Many around the world have had suffered food poisoning from eating some bad food, either in the sense of it being prepared improperly or of it being expired. This is a very unpleasant experience as it leaves you feeling very ill for days on end and it leaves you very hungry and thirsty; however, when ingesting these products it goes straight back up. There are many ways to prevent this as it will be explained.

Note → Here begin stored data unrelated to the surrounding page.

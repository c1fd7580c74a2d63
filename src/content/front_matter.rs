//! YAML front matter parsing and cascade merging.
//!
//! The textual split-and-parse is delegated to `gray_matter`; this module
//! owns the structured [`FrontMatter`] record, the catch-all params bag,
//! and the cascade merge rule used during scanning.

use crate::utils::date::parse_date;
use anyhow::{Context, Result, anyhow};
use chrono::{DateTime, Utc};
use gray_matter::{Matter, engine::YAML};
use serde::{Deserialize, Deserializer};
use std::collections::BTreeMap;

/// Dynamic value for the catch-all params bag.
pub type ParamValue = serde_json::Value;

/// A resource declared explicitly in front matter.
///
/// Matched by `src` against files discovered in the bundle; supplies the
/// display metadata the file itself cannot carry.
#[derive(Debug, Clone, Default, PartialEq, Deserialize)]
pub struct ResourceDef {
    pub src: String,
    #[serde(default)]
    pub name: Option<String>,
    #[serde(default)]
    pub title: Option<String>,
    #[serde(default)]
    pub params: BTreeMap<String, ParamValue>,
}

/// Structured front matter record, immutable after parsing.
///
/// Unknown fields land in `params`. The `section` field is never read from
/// YAML; the scanner derives it from the file's path.
#[derive(Debug, Clone, Default, PartialEq, Deserialize)]
pub struct FrontMatter {
    #[serde(default)]
    pub title: Option<String>,

    /// Content type, used in template lookup. Defaults to the enclosing
    /// section name when absent.
    #[serde(default, rename = "type")]
    pub type_name: Option<String>,

    /// Explicit kind override (`page`, `section`, ...). Rarely set; only an
    /// explicit index file can meaningfully use it.
    #[serde(default)]
    pub kind: Option<String>,

    /// Permalink template. A literal path or a template referencing
    /// `page.*` / `site.*`; overrides the default permalink entirely.
    #[serde(default)]
    pub url: Option<String>,

    #[serde(default)]
    pub draft: bool,

    #[serde(default)]
    pub aliases: Vec<String>,

    /// Enclosing section name, derived from the path during scanning.
    #[serde(skip)]
    pub section: String,

    #[serde(default, deserialize_with = "de_date")]
    pub date: Option<DateTime<Utc>>,

    #[serde(default, deserialize_with = "de_date")]
    pub lastmod: Option<DateTime<Utc>>,

    #[serde(default, deserialize_with = "de_date")]
    pub publish_date: Option<DateTime<Utc>>,

    #[serde(default, deserialize_with = "de_date")]
    pub expiry_date: Option<DateTime<Utc>>,

    #[serde(default)]
    pub weight: i64,

    #[serde(default)]
    pub tags: Vec<String>,

    #[serde(default)]
    pub resources: Vec<ResourceDef>,

    /// Front matter to merge into every descendant content source.
    #[serde(default)]
    pub cascade: Option<Box<FrontMatter>>,

    /// Catch-all for fields with no dedicated slot above.
    #[serde(flatten)]
    pub params: BTreeMap<String, ParamValue>,
}

impl FrontMatter {
    /// Merge this record (acting as a cascade) into `child`.
    ///
    /// Any non-default field on the child wins; otherwise the cascade value
    /// is used. `params` replace wholesale when the child's map is
    /// non-empty. The child's own `cascade` is kept as-is; the scanner
    /// decides which cascade propagates further down.
    pub fn merge_into(&self, child: &mut FrontMatter) {
        merge_opt(&mut child.title, &self.title);
        merge_opt(&mut child.type_name, &self.type_name);
        merge_opt(&mut child.kind, &self.kind);
        merge_opt(&mut child.url, &self.url);
        merge_opt(&mut child.date, &self.date);
        merge_opt(&mut child.lastmod, &self.lastmod);
        merge_opt(&mut child.publish_date, &self.publish_date);
        merge_opt(&mut child.expiry_date, &self.expiry_date);

        child.draft = child.draft || self.draft;
        if child.weight == 0 {
            child.weight = self.weight;
        }
        if child.aliases.is_empty() {
            child.aliases = self.aliases.clone();
        }
        if child.tags.is_empty() {
            child.tags = self.tags.clone();
        }
        if child.resources.is_empty() {
            child.resources = self.resources.clone();
        }
        if child.params.is_empty() {
            child.params = self.params.clone();
        }
    }
}

fn merge_opt<T: Clone>(child: &mut Option<T>, cascade: &Option<T>) {
    if child.is_none() {
        *child = cascade.clone();
    }
}

/// Accept a date either as a YAML string or as nothing at all.
fn de_date<'de, D>(deserializer: D) -> Result<Option<DateTime<Utc>>, D::Error>
where
    D: Deserializer<'de>,
{
    let raw: Option<String> = Option::deserialize(deserializer)?;
    match raw {
        None => Ok(None),
        Some(s) => parse_date(&s)
            .map(Some)
            .ok_or_else(|| serde::de::Error::custom(format!("invalid date: {s}"))),
    }
}

/// Split a source file into front matter and body.
///
/// A file without a front matter block yields a default record and the
/// full text as body. Malformed YAML is an error; the scanner logs it and
/// skips the file.
pub fn parse(text: &str) -> Result<(FrontMatter, String)> {
    let matter = Matter::<YAML>::new();
    let parsed = matter.parse(text);

    let front = match parsed.data {
        Some(pod) => pod
            .deserialize::<FrontMatter>()
            .map_err(|e| anyhow!("{e}"))
            .context("malformed front matter")?,
        None => FrontMatter::default(),
    };

    Ok((front, parsed.content))
}

#[cfg(test)]
mod tests {
    use super::*;
    use chrono::TimeZone;

    fn parse_ok(text: &str) -> (FrontMatter, String) {
        parse(text).unwrap()
    }

    #[test]
    fn test_parse_basic_fields() {
        let (front, body) = parse_ok(
            "---\ntitle: Post 1\ndraft: true\nweight: 5\ntags: [a, b]\n---\nbody text\n",
        );
        assert_eq!(front.title.as_deref(), Some("Post 1"));
        assert!(front.draft);
        assert_eq!(front.weight, 5);
        assert_eq!(front.tags, vec!["a", "b"]);
        assert_eq!(body.trim(), "body text");
    }

    #[test]
    fn test_parse_without_front_matter() {
        let (front, body) = parse_ok("just a body\n");
        assert_eq!(front, FrontMatter::default());
        assert_eq!(body.trim(), "just a body");
    }

    #[test]
    fn test_parse_dates() {
        let (front, _) = parse_ok("---\ndate: 2024-05-01\npublish_date: 2024-06-01T12:00:00Z\n---\n");
        assert_eq!(
            front.date,
            Some(Utc.with_ymd_and_hms(2024, 5, 1, 0, 0, 0).unwrap())
        );
        assert_eq!(
            front.publish_date,
            Some(Utc.with_ymd_and_hms(2024, 6, 1, 12, 0, 0).unwrap())
        );
    }

    #[test]
    fn test_parse_invalid_date_is_error() {
        assert!(parse("---\ndate: yesterday\n---\n").is_err());
    }

    #[test]
    fn test_unknown_fields_land_in_params() {
        let (front, _) = parse_ok("---\ntitle: T\ncustom: 42\nflag: true\n---\n");
        assert_eq!(front.params.get("custom"), Some(&ParamValue::from(42)));
        assert_eq!(front.params.get("flag"), Some(&ParamValue::from(true)));
        assert!(!front.params.contains_key("title"));
    }

    #[test]
    fn test_parse_cascade_block() {
        let (front, _) = parse_ok("---\ncascade:\n  type: gallery\n  weight: 3\n---\n");
        let cascade = front.cascade.unwrap();
        assert_eq!(cascade.type_name.as_deref(), Some("gallery"));
        assert_eq!(cascade.weight, 3);
    }

    #[test]
    fn test_merge_child_wins() {
        let cascade = FrontMatter {
            type_name: Some("gallery".into()),
            weight: 3,
            tags: vec!["inherited".into()],
            ..Default::default()
        };
        let mut child = FrontMatter {
            type_name: Some("post".into()),
            weight: 7,
            ..Default::default()
        };
        cascade.merge_into(&mut child);

        assert_eq!(child.type_name.as_deref(), Some("post"));
        assert_eq!(child.weight, 7);
        // empty on the child, so inherited
        assert_eq!(child.tags, vec!["inherited".to_string()]);
    }

    #[test]
    fn test_merge_params_replace_wholesale() {
        let mut cascade_params = BTreeMap::new();
        cascade_params.insert("a".to_string(), ParamValue::from(1));
        cascade_params.insert("b".to_string(), ParamValue::from(2));
        let cascade = FrontMatter {
            params: cascade_params,
            ..Default::default()
        };

        // Non-empty child params: cascade params are ignored entirely.
        let mut child = FrontMatter::default();
        child.params.insert("c".to_string(), ParamValue::from(3));
        cascade.merge_into(&mut child);
        assert_eq!(child.params.len(), 1);
        assert!(child.params.contains_key("c"));

        // Empty child params: cascade map is taken as a whole.
        let mut child = FrontMatter::default();
        cascade.merge_into(&mut child);
        assert_eq!(child.params.len(), 2);
    }

    #[test]
    fn test_merge_draft_inherited() {
        let cascade = FrontMatter {
            draft: true,
            ..Default::default()
        };
        let mut child = FrontMatter::default();
        cascade.merge_into(&mut child);
        assert!(child.draft);
    }

    #[test]
    fn test_resource_defs() {
        let (front, _) = parse_ok(
            "---\nresources:\n  - src: photo.jpg\n    title: A photo\n---\n",
        );
        assert_eq!(front.resources.len(), 1);
        assert_eq!(front.resources[0].src, "photo.jpg");
        assert_eq!(front.resources[0].title.as_deref(), Some("A photo"));
    }
}
//! Build caches.
//!
//! Owned by the [`Site`](crate::site::Site) aggregate, never global:
//! a memo table for resolved theme templates and the set of synthetic
//! source paths already fabricated. `reset()` must run before any rescan
//! so no entry points at a previous build's state.

use crate::content::kind::Kind;
use parking_lot::RwLock;
use rustc_hash::{FxHashMap, FxHashSet};
use std::sync::Arc;

/// Which template tier a lookup is for.
#[derive(Debug, Clone, Copy, PartialEq, Eq, Hash)]
pub enum TemplateTier {
    /// Per-page theme template.
    Page,
    /// Outer layout (`-baseof`) template.
    Layout,
}

/// Memo key for one template resolution.
#[derive(Debug, Clone, PartialEq, Eq, Hash)]
pub struct TemplateKey {
    pub section: String,
    pub type_name: String,
    pub kind: Kind,
    pub format: &'static str,
    pub tier: TemplateTier,
}

/// Memoization tables scoped to one site instance.
#[derive(Debug, Default)]
pub struct CacheManager {
    /// Resolved template contents; `None` records a miss so the theme
    /// directory is not probed again for the same key.
    templates: RwLock<FxHashMap<TemplateKey, Option<Arc<String>>>>,
    /// Relative paths of synthetic sources already fabricated.
    synthetic: RwLock<FxHashSet<String>>,
}

impl CacheManager {
    pub fn new() -> Self {
        Self::default()
    }

    /// Cached template resolution, or `None` if this key was never
    /// resolved (distinct from a cached miss).
    pub fn template(&self, key: &TemplateKey) -> Option<Option<Arc<String>>> {
        self.templates.read().get(key).cloned()
    }

    /// Record a template resolution (hit or miss) for a key.
    pub fn store_template(&self, key: TemplateKey, contents: Option<Arc<String>>) {
        self.templates.write().insert(key, contents);
    }

    /// Mark a synthetic source path as fabricated.
    /// Returns false if it already was.
    pub fn mark_synthetic(&self, path: &str) -> bool {
        self.synthetic.write().insert(path.to_string())
    }

    pub fn is_synthetic(&self, path: &str) -> bool {
        self.synthetic.read().contains(path)
    }

    /// Clear every table. Must run before a rescan.
    pub fn reset(&self) {
        self.templates.write().clear();
        self.synthetic.write().clear();
    }
}

#[cfg(test)]
mod tests {
    use super::*;

    fn key(section: &str) -> TemplateKey {
        TemplateKey {
            section: section.to_string(),
            type_name: "_default".to_string(),
            kind: Kind::PAGE,
            format: "html",
            tier: TemplateTier::Page,
        }
    }

    #[test]
    fn test_template_memo_hit_and_miss() {
        let cache = CacheManager::new();
        assert_eq!(cache.template(&key("blog")), None);

        cache.store_template(key("blog"), Some(Arc::new("tpl".to_string())));
        let hit = cache.template(&key("blog")).unwrap().unwrap();
        assert_eq!(&*hit, "tpl");

        // A cached miss is remembered, not re-resolved.
        cache.store_template(key("docs"), None);
        assert_eq!(cache.template(&key("docs")), Some(None));
    }

    #[test]
    fn test_synthetic_set() {
        let cache = CacheManager::new();
        assert!(cache.mark_synthetic("tags/_index.md"));
        assert!(!cache.mark_synthetic("tags/_index.md"));
        assert!(cache.is_synthetic("tags/_index.md"));
    }

    #[test]
    fn test_reset_clears_everything() {
        let cache = CacheManager::new();
        cache.store_template(key("blog"), None);
        cache.mark_synthetic("tags/_index.md");

        cache.reset();

        assert_eq!(cache.template(&key("blog")), None);
        assert!(!cache.is_synthetic("tags/_index.md"));
    }
}
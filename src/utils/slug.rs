//! URL segment slugification.
//!
//! Permalink segments are slugified independently; the `/` separators
//! between them are never touched by this module.

use deunicode::deunicode;

/// Separator inserted between word runs.
const SEPARATOR: char = '-';

/// Turn one path segment into a URL-safe slug.
///
/// Lowercases, transliterates to ASCII, keeps `[a-z0-9]`, collapses every
/// other run of characters into a single `-`, and trims separators from
/// both ends. An input with no usable characters yields an empty slug.
pub fn slugify(segment: &str) -> String {
    let ascii = deunicode(segment).to_lowercase();

    let mut slug = String::with_capacity(ascii.len());
    let mut pending_sep = false;

    for c in ascii.chars() {
        if c.is_ascii_alphanumeric() {
            if pending_sep && !slug.is_empty() {
                slug.push(SEPARATOR);
            }
            pending_sep = false;
            slug.push(c);
        } else {
            pending_sep = true;
        }
    }

    slug
}

/// Slugify every segment of a slash-separated path, preserving the
/// separators (including a leading or trailing slash).
pub fn slugify_path(path: &str) -> String {
    path.split('/')
        .map(slugify)
        .collect::<Vec<_>>()
        .join("/")
}
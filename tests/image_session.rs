// 该文件是 Kanjian （看见） 项目的一部分。
// tests/image_session.rs - 图片会话测试
//
// 本文件根据 Apache 许可证第 2.0 版（以下简称“许可证”）授权使用；
// 除非遵守该许可证条款，否则您不得使用本文件。
// 您可通过以下网址获取许可证副本：
// http://www.apache.org/licenses/LICENSE-2.0
// 除非适用法律要求或书面同意，根据本许可协议分发的软件均按“原样”提供，
// 不附带任何形式的明示或暗示的保证或条件。
// 有关许可权限与限制的具体条款，请参阅本许可协议。
//
// Copyright (C) 2026 Johann Li <me@qinka.pro>, Wareless Group

#![cfg(all(feature = "read_image_file", feature = "save_image_file"))]

mod common;

use std::path::Path;

use common::StubModel;
use image::{Rgb, RgbImage};
use kanjian::{
  media::{UploadError, UploadPolicy},
  model::{DetectItem, LabelFilter},
  session::{Session, SessionConfig, SessionError},
};
use url::Url;

fn url(scheme: &str, path: &Path) -> Url {
  Url::parse(&format!("{}://{}", scheme, path.display())).unwrap()
}

fn write_png(path: &Path, width: u32, height: u32) {
  let mut image = RgbImage::new(width, height);
  // 加入噪声，使文件不至于过小
  for (x, y, pixel) in image.enumerate_pixels_mut() {
    *pixel = Rgb([(x * 7 + y * 13) as u8, (x * y) as u8, (x ^ y) as u8]);
  }
  image.save(path).unwrap();
}

fn street() -> StubModel {
  StubModel::with_items(vec![
    DetectItem::new(0, "person", 0.62, [4.0, 4.0, 20.0, 40.0]),
    DetectItem::new(2, "car", 0.91, [24.0, 10.0, 60.0, 30.0]),
    DetectItem::new(0, "person", 0.84, [40.0, 5.0, 55.0, 44.0]),
  ])
}

#[test]
fn annotates_and_saves_image() {
  let dir = tempfile::tempdir().unwrap();
  let input = dir.path().join("street.png");
  let output = dir.path().join("out/hasil_deteksi.png");
  write_png(&input, 64, 48);

  let session = Session::new(SessionConfig::default()).unwrap();
  let mut model = street();
  let report = session
    .run_image(&mut model, &url("image", &input), &url("image", &output))
    .unwrap();

  assert_eq!(model.calls, 1);
  assert_eq!(report.result.len(), 3);
  assert_eq!(report.selected.len(), 3);
  assert_eq!(report.selected[0].label, "car");
  assert_eq!((report.info.width, report.info.height), (64, 48));

  let saved = image::open(&output).unwrap().to_rgb8();
  assert_eq!(saved.dimensions(), (64, 48));
}

#[test]
fn label_filter_limits_table_rows() {
  let dir = tempfile::tempdir().unwrap();
  let input = dir.path().join("street.jpg");
  let output = dir.path().join("out.png");
  RgbImage::from_pixel(64, 48, Rgb([200, 200, 200]))
    .save(&input)
    .unwrap();

  let session = Session::new(SessionConfig {
    filter: LabelFilter::only(["person"]),
    ..SessionConfig::default()
  })
  .unwrap();
  let report = session
    .run_image(street(), &url("image", &input), &url("image", &output))
    .unwrap();

  // 筛选不影响完整结果
  assert_eq!(report.result.len(), 3);
  let scores: Vec<f32> = report.selected.iter().map(|r| r.score).collect();
  assert_eq!(scores, vec![0.84, 0.62]);
  assert!(report.selected.iter().all(|r| r.label == "person"));
}

#[test]
fn absent_label_gives_empty_table() {
  let dir = tempfile::tempdir().unwrap();
  let input = dir.path().join("street.png");
  let output = dir.path().join("out.png");
  write_png(&input, 16, 16);

  let session = Session::new(SessionConfig {
    filter: LabelFilter::only(["giraffe"]),
    ..SessionConfig::default()
  })
  .unwrap();
  let report = session
    .run_image(street(), &url("image", &input), &url("image", &output))
    .unwrap();

  assert!(report.selected.is_empty());
  assert_eq!(report.result.len(), 3);
}

#[test]
fn oversized_upload_is_rejected_before_inference() {
  let dir = tempfile::tempdir().unwrap();
  let input = dir.path().join("big.png");
  let output = dir.path().join("out.png");
  write_png(&input, 64, 64);

  let session = Session::new(SessionConfig {
    upload: UploadPolicy {
      max_image_bytes: Some(64),
      ..UploadPolicy::default()
    },
    ..SessionConfig::default()
  })
  .unwrap();
  let mut model = street();
  let err = session
    .run_image(&mut model, &url("image", &input), &url("image", &output))
    .unwrap_err();

  assert!(matches!(
    err,
    SessionError::Upload(UploadError::Oversized { limit: 64, .. })
  ));
  assert_eq!(model.calls, 0);
  assert!(!output.exists());
}

#[test]
fn video_file_is_not_an_image() {
  let dir = tempfile::tempdir().unwrap();
  let input = dir.path().join("clip.mp4");
  std::fs::write(&input, b"not really a video").unwrap();

  let session = Session::new(SessionConfig::default()).unwrap();
  let mut model = street();
  let err = session
    .run_image(
      &mut model,
      &url("image", &input),
      &url("image", &dir.path().join("out.png")),
    )
    .unwrap_err();

  assert!(matches!(
    err,
    SessionError::Upload(UploadError::UnexpectedKind { .. })
  ));
  assert_eq!(model.calls, 0);
}

#[test]
fn corrupt_image_fails_without_output() {
  let dir = tempfile::tempdir().unwrap();
  let input = dir.path().join("broken.png");
  let output = dir.path().join("out.png");
  std::fs::write(&input, b"\x89PNG\r\n\x1a\n truncated").unwrap();

  let session = Session::new(SessionConfig::default()).unwrap();
  let mut model = street();
  let err = session
    .run_image(&mut model, &url("image", &input), &url("image", &output))
    .unwrap_err();

  assert!(matches!(err, SessionError::Input(_)));
  assert_eq!(model.calls, 0);
  assert!(!output.exists());
}
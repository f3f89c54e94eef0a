// 该文件是 Kanjian （看见） 项目的一部分。
// src/output/save_image_file.rs - 保存标注图片
//
// 本文件根据 Apache 许可证第 2.0 版（以下简称“许可证”）授权使用；
// 除非遵守该许可证条款，否则您不得使用本文件。
// 您可通过以下网址获取许可证副本：
// http://www.apache.org/licenses/LICENSE-2.0
// 除非适用法律要求或书面同意，根据本许可协议分发的软件均按“原样”提供，
// 不附带任何形式的明示或暗示的保证或条件。
// 有关许可权限与限制的具体条款，请参阅本许可协议。
//
// Copyright (C) 2026 Johann Li <me@qinka.pro>, Wareless Group

use std::path::PathBuf;

use image::{ImageFormat, RgbImage};
use thiserror::Error;
use tracing::info;
use url::Url;

use crate::{FromUrl, FromUrlWithScheme, media::url_to_path, output::OutputWriter};

#[derive(Error, Debug)]
pub enum SaveImageFileError {
  #[error("I/O 错误: {0}")]
  IoError(#[from] std::io::Error),
  #[error("图像错误: {0}")]
  ImageError(#[from] image::ImageError),
  #[error("URI 方案不匹配: {0}")]
  SchemeMismatch(String),
  #[error("不支持的输出格式: {0}")]
  UnsupportedFormat(String),
  #[error("图片输出只接受一帧")]
  AlreadyWritten,
}

/// 单张图片输出，格式由扩展名决定（PNG 或 JPEG）
///
/// 只在写入帧时创建文件。
pub struct SaveImageFileOutput {
  path: PathBuf,
  format: ImageFormat,
  written: bool,
}

impl FromUrlWithScheme for SaveImageFileOutput {
  const SCHEME: &'static str = "image";
}

impl FromUrl for SaveImageFileOutput {
  type Error = SaveImageFileError;

  fn from_url(uri: &Url) -> Result<Self, Self::Error> {
    if uri.scheme() != Self::SCHEME {
      return Err(SaveImageFileError::SchemeMismatch(format!(
        "期望保存方式 '{}', 实际保存方式 '{}'",
        Self::SCHEME,
        uri.scheme()
      )));
    }

    Self::new(url_to_path(uri))
  }
}

impl SaveImageFileOutput {
  pub fn new(path: impl Into<PathBuf>) -> Result<Self, SaveImageFileError> {
    let path = path.into();
    let format = match path
      .extension()
      .and_then(|e| e.to_str())
      .map(str::to_ascii_lowercase)
      .as_deref()
    {
      Some("png") => ImageFormat::Png,
      Some("jpg") | Some("jpeg") => ImageFormat::Jpeg,
      _ => return Err(SaveImageFileError::UnsupportedFormat(path.display().to_string())),
    };

    Ok(Self {
      path,
      format,
      written: false,
    })
  }

  /// 下载时使用的 MIME 类型
  pub fn mime_type(&self) -> &'static str {
    self.format.to_mime_type()
  }
}

impl OutputWriter for SaveImageFileOutput {
  type Error = SaveImageFileError;

  fn write_frame(&mut self, image: &RgbImage) -> Result<(), Self::Error> {
    if self.written {
      return Err(SaveImageFileError::AlreadyWritten);
    }

    if let Some(parent) = self.path.parent()
      && !parent.as_os_str().is_empty()
    {
      std::fs::create_dir_all(parent)?;
    }

    image.save_with_format(&self.path, self.format)?;
    self.written = true;
    info!("保存图像到文件: {}", self.path.display());

    Ok(())
  }

  fn finish(&mut self) -> Result<(), Self::Error> {
    Ok(())
  }
}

There are four simple steps to making sure the food that is being consumed has not been contaminated. The first way is staying clean by washing your hands, utensils, and surfaces often as germs can spread and survive in many places. Another way is by separating raw meat, poultry, seafood, and eggs as they can spread germs to premade foods. Cooking foods to the right temperature helps ensure that foods are always cooked properly, to do this it is best to use a food thermometer. Lastly, refrigerating promptly as bacteria that causes food poisoning multiply quickest between 4ºC and 60ºC.
There is an estimated 600 million – almost 1 in 10 people in the world – who fall ill after eating contaminated food. Along with this there are 420,000 people who die every year resulting in the loss of 33 million healthy life years. Approximately $110 billion is lost each year in medical expenses and productivity resulting from unsafe food in low, and middle, income countries. Often children under 5 years old carry 40% of the food-borne disease burden with 125,000 deaths every year. These food-borne diseases impede socioeconomic development by straining health care systems and harming national economies, tourism, and trade.
Having proper access to sufficient amounts of safe and nutritious food is the key to sustaining life and promoting good health. The unsafe food containing harmful bacteria, viruses, parasites, or chemical substances cause more than 200 diseases, ranging form diarrhea to cancers. This also creates a vicious cycle of disease and malnutrition, particularly affecting infants, young children, elderly and the sick. There is need for good collaboration between governments, producers, and consumers to help ensure food safety and stronger food systems.
Food poisoning is often caused by bacteria, viruses, parasites, or chemical substances entering the body through contaminated food. Chemical contamination can also lead to acute poisoning or long-term diseases such as cancer. These food-borne diseases may lead to long-lasting disability and death.
The burden of these diseases to public health and to economies has often been underestimated due to the underreporting and difficulty to establish a usual relationships between food contamination and resulting illness or death. In 2015 WHO (an organization that aims to strengthen national food control systems to facilitate global prevention, detection, and response to public helath threats associated with unsafe foods) reported on estimates of the global burden of food-borne diseases showed the first-ever estimates of disease burden caused by 31 food-brone agents (bacteria, viruses, parasites, toxins, and chemicals) at global and sub-regional levels, highlighting that more than 600 million cases of food-borne illnesses and 420,000 deaths could occur in a year. The burden of food-brone diseases fall disproportionately on groups in vulnerable situations and especially on children under 5, with the highest burden in low and middle income countries. The 2019 World Bank report on the economic burden of the food-borne diseases indicated that the total productivity loss associated with food-brone illnesses is estimated at $15 billion USD.
Safe food supplies support national economies, trade, and tourism, contribute to food and nutrition security, and underpin sustainable development. Urbanization and changes in consumer habits have increased the number of people buying and eating food prepared in public places. Globalization has triggered growing consumer demand for a wider variety of foods, resulting in an increasing complex and longer global food chain. Climate change is also predicted to impact food safety. These challenges put greater responsibility on food producers and handlers to ensure food safety. Local incidents can quickly evolve into international emergencies due to the speed and range of product distribution.
Governments should make food safety a public health priority as they play pivotal role in developing policies and regulatory frameworks and establishing and implementing effective food safety systems. Food handlers and consumers need to understand how to safely handle food and practicing the WHO five keys to safer food at home, or when selling at restaurants or at local markets. Food producers can safely grow fruits and vegetables using the WHO five keys to growing safer fruits and vegetables.